Estes três conceitos iluminam diferentes aspectos da mesma atividade criadora divina, sem se encontrarem em competição entre si. Erik Hornung sublinhou em “Der Eine und die Vielen” que a religião egípcia, em lugar de um criador unitário, conhece muitas manifestações locais, cuja diversidade teológica constitui a profundidade religiosa da cultura egípcia.
Fontes
Textos das Pirâmides, Fórmulas 522 e 660 (Khnum como modelador). Inscrições do templo de Esna, edição de Serge Sauneron, seis volumes, Le Caire 1962 a 1975. Estela da fome de Sehel, edição de Paul Barguet. Câmara do nascimento em Deir el-Bahari, edição de Édouard Naville.

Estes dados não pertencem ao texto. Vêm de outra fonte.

//! Session error taxonomy.

use echoform_cache::AssetLoadError;
use echoform_graph::GraphError;
use echoform_spec::{ParamError, SpecError};
use thiserror::Error;

/// Failure of one `commit`. The session stays usable and earlier cached
/// renders are untouched.
#[derive(Debug, Error)]
pub enum RenderError {
    /// The render would exceed the sample ceiling.
    #[error(
        "render of {duration_secs:.2}s needs {estimated_samples} samples, over the ceiling of {max_samples}"
    )]
    BudgetExceeded {
        /// Estimated duration, seconds.
        duration_secs: f64,
        /// `frames * channels`.
        estimated_samples: u64,
        /// Configured ceiling.
        max_samples: u64,
    },

    /// Requested PCM depth is not supported.
    #[error("unsupported bit depth {0}, expected 16 or 24")]
    UnsupportedBitDepth(u16),

    /// An asset could not be loaded.
    #[error(transparent)]
    Asset(#[from] AssetLoadError),

    /// The restricted graph failed to build.
    #[error(transparent)]
    Graph(#[from] GraphError),

    /// Encoding the rendered audio failed.
    #[error("encode failed: {0}")]
    Encode(#[from] echoform_io::Error),

    /// The background render task did not complete.
    #[error("render task failed: {0}")]
    Task(String),
}

/// Failure of one spatial call.
#[derive(Debug, Error, Clone, PartialEq)]
pub enum SpatialBindError {
    /// No graph node with this id.
    #[error("node not found: {0}")]
    NodeNotFound(String),

    /// The listener cannot be used.
    #[error("invalid listener: {0}")]
    InvalidListener(String),

    /// The node already has a binding.
    #[error("node '{0}' is already spatially bound")]
    AlreadyBound(String),

    /// The node has no binding.
    #[error("node '{0}' is not spatially bound")]
    NotBound(String),

    /// The transition does not apply in the current mode.
    #[error("binding '{node}' is {mode}, cannot {action}")]
    InvalidTransition {
        /// Node id.
        node: String,
        /// Current mode.
        mode: crate::spatial::SpatialMode,
        /// Attempted operation.
        action: &'static str,
    },

    /// Culling distances leave no hysteresis band.
    #[error("resume distance {resume} must be below cull distance {cull}")]
    NoHysteresis {
        /// Cull distance.
        cull: f64,
        /// Resume distance.
        resume: f64,
    },
}

/// Any failure surfaced by a [`Session`](crate::Session).
#[derive(Debug, Error)]
pub enum SessionError {
    /// The spec, or the spec a mutation would produce, is invalid.
    #[error(transparent)]
    Spec(#[from] SpecError),

    /// A single parameter write was refused.
    #[error("node '{node}': {source}")]
    Param {
        /// Node id.
        node: String,
        /// Underlying error.
        #[source]
        source: ParamError,
    },

    /// No node with this id.
    #[error("node not found: {0}")]
    NodeNotFound(String),

    /// A node with this id already exists.
    #[error("node already exists: {0}")]
    DuplicateNode(String),

    /// No automation with this id.
    #[error("automation not found: {0}")]
    AutomationNotFound(String),

    /// The connection is already present.
    #[error("already connected: {from} -> {to}")]
    AlreadyConnected {
        /// Source node.
        from: String,
        /// Destination node.
        to: String,
    },

    /// The connection is not present.
    #[error("not connected: {from} -> {to}")]
    NotConnected {
        /// Source node.
        from: String,
        /// Destination node.
        to: String,
    },

    /// Building the runtime graph failed.
    #[error(transparent)]
    Graph(#[from] GraphError),

    /// An asset failed to load.
    #[error(transparent)]
    Asset(#[from] AssetLoadError),

    /// A commit failed.
    #[error(transparent)]
    Render(#[from] RenderError),

    /// A spatial call failed.
    #[error(transparent)]
    Spatial(#[from] SpatialBindError),

    /// The engine config is invalid.
    #[error(transparent)]
    Config(#[from] crate::config::ConfigError),

    /// Nothing left to undo or redo.
    #[error("nothing to {0}")]
    HistoryEmpty(&'static str),

    /// The session was disposed.
    #[error("session disposed")]
    Disposed,
}

#[cfg(test)]
mod tests {
    use super::*;

    #[test]
    fn budget_message_mentions_ceiling() {
        let err = RenderError::BudgetExceeded {
            duration_secs: 3600.0,
            estimated_samples: 345_600_000,
            max_samples: 100_000_000,
        };
        let msg = err.to_string();
        assert!(msg.contains("3600.00s"), "got: {msg}");
        assert!(msg.contains("100000000"), "got: {msg}");
    }

    #[test]
    fn render_errors_lift_into_session_errors() {
        let err: SessionError = RenderError::UnsupportedBitDepth(8).into();
        assert!(matches!(err, SessionError::Render(RenderError::UnsupportedBitDepth(8))));
    }
}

Relevos dos mammisis de Dandara e Edfu, edição de François Daumas.
Estrabão, “Geographika” XVII, 1, 47 (Elefantina); Plutarco, “De Iside et Osiride” 56. Henri Frankfort, “Kingship and the Gods”, Chicago 1948. Erik Hornung, “Der Eine und die Vielen”, Darmstadt 1971. Jan Assmann, “Ägypten. Theologie und Frömmigkeit einer frühen Hochkultur”, Stuttgart 1984. Christian Leitz (Hrsg.), “Lexikon der ägyptischen Götter und Götterbezeichnungen”, Leuven 2002 a 2003.